|Publication number||US4441721 A|
|Application number||US 06/375,417|
|Publication date||Apr 10, 1984|
|Filing date||May 6, 1982|
|Priority date||May 6, 1982|
|Also published as||CA1195242A, CA1195242A1, DE3379408D1, EP0094170A2, EP0094170A3, EP0094170B1|
|Publication number||06375417, 375417, US 4441721 A, US 4441721A, US-A-4441721, US4441721 A, US4441721A|
|Inventors||Allen E. Harris, David D. Szarka|
|Original Assignee||Halliburton Company|
|Export Citation||BiBTeX, EndNote, RefMan|
|Patent Citations (17), Referenced by (38), Classifications (6), Legal Events (6)|
|External Links: USPTO, USPTO Assignment, Espacenet|
The invention relates to packers for use in well bores which are to be subjected to high temperatures. During a multiple-zone gravel packing operation, it is common practice to run a liner string into a cased hole in order to isolate the various zones from one another through use of packers placed between the zones. Such a gravel packing operation and the apparatus therefor is described in U.S. Pat. No. 4,273,190 to E. E. Baker et al, assigned to Halliburton Company and incorporated herein by reference. Inflatable packers, such as are disclosed in the aforesaid patent, are usually employed to isolate the zones from one another and from the remainder of the well bore. However, in certain geological formations, particularly as petroleum wells are drilled to even greater depths, the temperatures exceed those below which an inflatable packer may be employed. This is due to the inability of an inflatable packer employing an elastomeric bladder to withstand high temperatures without leakage past the packer or breakdown of the elastomeric packer components. Similarly, a compression-type elastomeric element packer will not function as these elements will fail under high temperatures. Furthermore, as steam injection becomes more prevalent for enhanced recovery operations in petroleum wells, elastomers will not perform adequately under the temperatures generated by the injection process. The use of non-elastomeric packer elements in known packers presents a problem in initiating the seal of the packer, as non-elastomeric elements generally tend to seal only at higher temperatures, which presents a problem in wells where the initial temperature may be only 150° F. at the packer location, such as in a well in which steam injection may be employed after the liner string is in place.

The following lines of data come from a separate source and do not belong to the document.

//! Engine configuration and the public template API.
//!
//! An [`Engine`] owns the delimiter configuration, the loader, and the
//! filter/function/tag tables. It is cheap to clone and safe to share
//! across threads; registration methods take `&self` and synchronize
//! internally. Compiled templates keep a handle back to their engine, so a
//! [`Template`] can be rendered repeatedly with different locals.

use std::collections::HashMap;
use std::fmt;
use std::sync::{Arc, RwLock, RwLockReadGuard};

use log::debug;
use serde_json::{Map, Value};
use stencil_parser::node::{Document, Node, ParseSettings};
use stencil_parser::{AutoEscape, ParseError, ParseHost, Syntax};

use crate::error::{Error, Result};
use crate::eval::{render_nodes, RenderContext};
use crate::filters::Filters;
use crate::heritage;
use crate::loaders::{FileSystem, Loader};
use crate::tags::{Tag, Tags};
use crate::value;

pub type NativeFn = dyn Fn(&[Value]) -> Result<Value> + Send + Sync;

/// Engine configuration.
#[derive(Debug, Clone)]
pub struct Options {
    /// Default escaping applied to variable output.
    pub autoescape: AutoEscape,
    /// Open and close delimiters for variable output.
    pub var_controls: (String, String),
    /// Open and close delimiters for tags.
    pub tag_controls: (String, String),
    /// Open and close delimiters for comments.
    pub cmt_controls: (String, String),
    /// Locals merged under the context of every render.
    pub locals: Map<String, Value>,
    /// Whether compiled files are cached by resolved path.
    pub cache: bool,
    /// Filename attributed to source-string compiles, anchoring relative
    /// references and error messages.
    pub filename: Option<String>,
    /// Path that relative [`Engine::compile_file`] arguments resolve
    /// against.
    pub resolve_from: Option<String>,
}

impl Default for Options {
    fn default() -> Self {
        Self {
            autoescape: AutoEscape::Html,
            var_controls: ("{{".into(), "}}".into()),
            tag_controls: ("{%".into(), "%}".into()),
            cmt_controls: ("{#".into(), "#}".into()),
            locals: Map::new(),
            cache: true,
            filename: None,
            resolve_from: None,
        }
    }
}

impl Options {
    pub(crate) fn syntax(&self) -> Syntax {
        Syntax {
            expr_start: self.var_controls.0.clone(),
            expr_end: self.var_controls.1.clone(),
            block_start: self.tag_controls.0.clone(),
            block_end: self.tag_controls.1.clone(),
            comment_start: self.cmt_controls.0.clone(),
            comment_end: self.cmt_controls.1.clone(),
        }
    }

    pub fn validate(&self) -> Result<()> {
        self.syntax()
            .validate()
            .map_err(|err| Error::Options(err.message().to_owned()))
    }
}

fn read_lock<T>(lock: &RwLock<T>) -> RwLockReadGuard<'_, T> {
    lock.read().unwrap_or_else(|err| err.into_inner())
}

pub(crate) struct Inner {
    pub(crate) options: Options,
    loader: Box<dyn Loader>,
    filters: RwLock<Filters>,
    functions: RwLock<HashMap<String, Arc<NativeFn>>>,
    tags: RwLock<Tags>,
    cache: RwLock<HashMap<String, Arc<CompiledTemplate>>>,
}

impl Inner {
    pub(crate) fn filters(&self) -> RwLockReadGuard<'_, Filters> {
        read_lock(&self.filters)
    }

    pub(crate) fn tag(&self, name: &str) -> Option<Arc<dyn Tag>> {
        read_lock(&self.tags).get(name)
    }

    pub(crate) fn function(&self, name: &str) -> Option<Arc<NativeFn>> {
        read_lock(&self.functions).get(name).cloned()
    }

    pub(crate) fn loader(&self) -> &dyn Loader {
        &*self.loader
    }

    pub(crate) fn compile_source(
        &self,
        source: &str,
        filename: Option<&str>,
    ) -> Result<Arc<CompiledTemplate>> {
        self.compile_source_with(source, filename, &self.options)
    }

    pub(crate) fn compile_source_with(
        &self,
        source: &str,
        filename: Option<&str>,
        options: &Options,
    ) -> Result<Arc<CompiledTemplate>> {
        let syntax = options.syntax();
        let tags = read_lock(&self.tags);
        let filters = read_lock(&self.filters);
        let host = Host {
            loader: &*self.loader,
            tags: &tags,
            filters: &filters,
            syntax: &syntax,
            autoescape: options.autoescape,
        };
        let settings = ParseSettings {
            syntax: &syntax,
            autoescape: options.autoescape,
            filename,
        };
        let doc = Document::parse(source, &settings, &*tags, &*filters, &host)?;
        let nodes = heritage::flatten(doc, filename, &host)?;
        Ok(Arc::new(CompiledTemplate {
            nodes,
            filename: filename.map(str::to_owned),
        }))
    }

    pub(crate) fn compile_file(
        &self,
        path: &str,
        from: Option<&str>,
    ) -> Result<Arc<CompiledTemplate>> {
        let resolved = self.loader.resolve(path, from);
        if self.options.cache {
            if let Some(hit) = read_lock(&self.cache).get(&resolved) {
                debug!("template cache hit for {resolved}");
                return Ok(hit.clone());
            }
        }
        let source = self.loader.load(&resolved)?;
        let compiled = self.compile_source(&source, Some(&resolved))?;
        if self.options.cache {
            self.cache
                .write()
                .unwrap_or_else(|err| err.into_inner())
                .insert(resolved, compiled.clone());
        }
        Ok(compiled)
    }
}

/// Parse-time view over the engine used for nested template access, built
/// while the table locks are already held so nested parses never re-enter
/// them.
pub(crate) struct Host<'a> {
    pub(crate) loader: &'a dyn Loader,
    pub(crate) tags: &'a Tags,
    pub(crate) filters: &'a Filters,
    pub(crate) syntax: &'a Syntax,
    pub(crate) autoescape: AutoEscape,
}

impl Host<'_> {
    /// Resolves, loads and parses a referenced template, returning its
    /// resolved path alongside the document.
    pub(crate) fn load_parsed(
        &self,
        path: &str,
        from: Option<&str>,
    ) -> Result<(String, Document), ParseError> {
        let resolved = self.loader.resolve(path, from);
        let source = self
            .loader
            .load(&resolved)
            .map_err(|err| ParseError::new(err.to_string(), None, from))?;
        let settings = ParseSettings {
            syntax: self.syntax,
            autoescape: self.autoescape,
            filename: Some(&resolved),
        };
        let doc = Document::parse(&source, &settings, self.tags, self.filters, self)?;
        Ok((resolved, doc))
    }
}

impl ParseHost for Host<'_> {
    fn parse_file(&self, path: &str, from: Option<&str>) -> Result<Document, ParseError> {
        self.load_parsed(path, from).map(|(_, doc)| doc)
    }
}

/// A parsed template with inheritance already applied.
pub(crate) struct CompiledTemplate {
    pub(crate) nodes: Vec<Node>,
    pub(crate) filename: Option<String>,
}

/// Renders a compiled template against a fully built base context.
pub(crate) fn render_template(
    env: &Inner,
    tpl: &CompiledTemplate,
    base: Map<String, Value>,
) -> Result<String> {
    let mut rctx = RenderContext::new(env, base, tpl.filename.clone());
    render_nodes(&tpl.nodes, &mut rctx)?;
    Ok(rctx.out)
}

/// The template engine. Cloning is cheap and shares all state.
#[derive(Clone)]
pub struct Engine {
    inner: Arc<Inner>,
}

impl Engine {
    /// Creates an engine with the default filesystem loader.
    pub fn new(options: Options) -> Result<Self> {
        Self::with_loader(options, Box::new(FileSystem::new()))
    }

    pub fn with_loader(options: Options, loader: Box<dyn Loader>) -> Result<Self> {
        options.validate()?;
        Ok(Self {
            inner: Arc::new(Inner {
                options,
                loader,
                filters: RwLock::new(crate::filters::builtins()),
                functions: RwLock::new(HashMap::new()),
                tags: RwLock::new(Tags::builtins()),
                cache: RwLock::new(HashMap::new()),
            }),
        })
    }

    pub fn options(&self) -> &Options {
        &self.inner.options
    }

    /// Registers a custom filter. Safe filters mark their output as not
    /// needing auto-escaping.
    pub fn set_filter(
        &self,
        name: &str,
        safe: bool,
        func: impl Fn(Value, &[Value]) -> Result<Value> + Send + Sync + 'static,
    ) {
        self.inner
            .filters
            .write()
            .unwrap_or_else(|err| err.into_inner())
            .set(name, safe, func);
    }

    /// Registers a function callable from expressions.
    pub fn set_function(
        &self,
        name: &str,
        func: impl Fn(&[Value]) -> Result<Value> + Send + Sync + 'static,
    ) {
        self.inner
            .functions
            .write()
            .unwrap_or_else(|err| err.into_inner())
            .insert(name.to_owned(), Arc::new(func));
    }

    /// Registers a custom tag.
    pub fn set_tag(&self, name: &str, tag: Arc<dyn Tag>) {
        self.inner
            .tags
            .write()
            .unwrap_or_else(|err| err.into_inner())
            .set(name, tag);
    }

    fn template(&self, tpl: Arc<CompiledTemplate>) -> Template {
        Template {
            engine: self.clone(),
            locals: self.inner.options.locals.clone(),
            tpl,
        }
    }

    /// Compiles a template from a source string. The engine's
    /// `Options::filename`, when set, names the template.
    pub fn compile(&self, source: &str) -> Result<Template> {
        let filename = self.inner.options.filename.clone();
        Ok(self.template(self.inner.compile_source(source, filename.as_deref())?))
    }

    /// Compiles a source string with one-off options layered over the
    /// engine's: delimiters, autoescape, `filename` and `locals` all come
    /// from `options` for this template, while the loader and the
    /// filter/function/tag tables stay the engine's.
    pub fn compile_with(&self, source: &str, options: &Options) -> Result<Template> {
        options.validate()?;
        let tpl = self
            .inner
            .compile_source_with(source, options.filename.as_deref(), options)?;
        Ok(Template {
            engine: self.clone(),
            locals: value::merge(&self.inner.options.locals, &options.locals),
            tpl,
        })
    }

    /// Compiles a source string under a filename, which anchors relative
    /// `extends`/`include`/`import` references and error messages.
    pub fn compile_named(&self, source: &str, filename: &str) -> Result<Template> {
        Ok(self.template(self.inner.compile_source(source, Some(filename))?))
    }

    /// Compiles a template file through the loader, honoring the cache.
    /// Relative paths resolve against `Options::resolve_from` when set.
    pub fn compile_file(&self, path: &str) -> Result<Template> {
        let from = self.inner.options.resolve_from.clone();
        Ok(self.template(self.inner.compile_file(path, from.as_deref())?))
    }

    /// One-shot compile and render of a source string.
    pub fn render(&self, source: &str, locals: &Value) -> Result<String> {
        self.compile(source)?.render(locals)
    }

    /// One-shot compile and render of a template file.
    pub fn render_file(&self, path: &str, locals: &Value) -> Result<String> {
        self.compile_file(path)?.render(locals)
    }

    /// Drops all cached compiled files.
    pub fn invalidate_cache(&self) {
        self.inner
            .cache
            .write()
            .unwrap_or_else(|err| err.into_inner())
            .clear();
    }
}

/// A compiled template bound to its engine.
#[derive(Clone)]
pub struct Template {
    engine: Engine,
    locals: Map<String, Value>,
    tpl: Arc<CompiledTemplate>,
}

impl fmt::Debug for Template {
    fn fmt(&self, f: &mut fmt::Formatter<'_>) -> fmt::Result {
        f.debug_struct("Template")
            .field("filename", &self.tpl.filename)
            .finish_non_exhaustive()
    }
}

impl Template {
    /// Renders with the given locals merged over the template's default
    /// locals. `locals` must be an object or `null`.
    pub fn render(&self, locals: &Value) -> Result<String> {
        let mut base = self.locals.clone();
        match locals {
            Value::Null => {}
            Value::Object(map) => base = value::merge(&base, map),
            other => {
                return Err(Error::Render(format!(
                    "render context must be an object, got {}",
                    value::display(other)
                )))
            }
        }
        render_template(&self.engine.inner, &self.tpl, base)
    }
}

For example, the packer element disclosed in U.S. Pat. No. 4,281,840 to Harris, assigned to Halliburton Company, comprises packer segments formed of asbestos fibers impregnated with a thermoplastic such as polytetrafluoroethylene (Teflon) and interwoven with Inconel wire. The Inconel wire/asbestos fiber weave provides some resilience to the packer element at high temperatures, while the thermoplastic bridges between the asbestos fiber and Inconel wire, preventing steam or fluid migration through the packer element. However, at low (ambient) temperatures encountered in most non-geothermal wells, this bridging does not take place, and a defective seal results.
Similar problems attend the use of a packer element as disclosed in U.S. Pat. No. 4,258,926 to Upton, which employs particles of asbestos fiber mixed with mica particles, this mixture being confined by a mesh enclosure. This mix is compressed when the packer is set, and is "cured" as the well bore temperature is raised. Again, there is no adequate low temperature seal, as the gaps in the packer element "mix" will not be eliminated until the well bore temperature is substantially raised.
The problems associated with the non-elastomeric packer elements disclosed above were sought to be solved by use of both elastomeric and non-elastomeric packer segments in U.S. Pat. No. 4,296,806 to Taylor et al. A number of different packer elements are disclosed, the general design being a center elastomeric packer element of generally trapezoidal cross-section, with wire mesh-reinforced end elements of various materials, both elastomeric and non-elastomeric. The elastomeric material, and particularly the center ring, provides an initial low temperature seal, and a high temperature seal is sought by the use of a (generally) higher temperature material in the end segments, interwoven with the wire mesh. However, the disclosure indicates that the center segment may liquify at high (unspecified) temperatures, and goes into great detail regarding the role that the wire mesh and backup rings play in preventing extrusion of the elastomers with resultant loss of the seal. Such a design is obviously unreliable for a permanent installation.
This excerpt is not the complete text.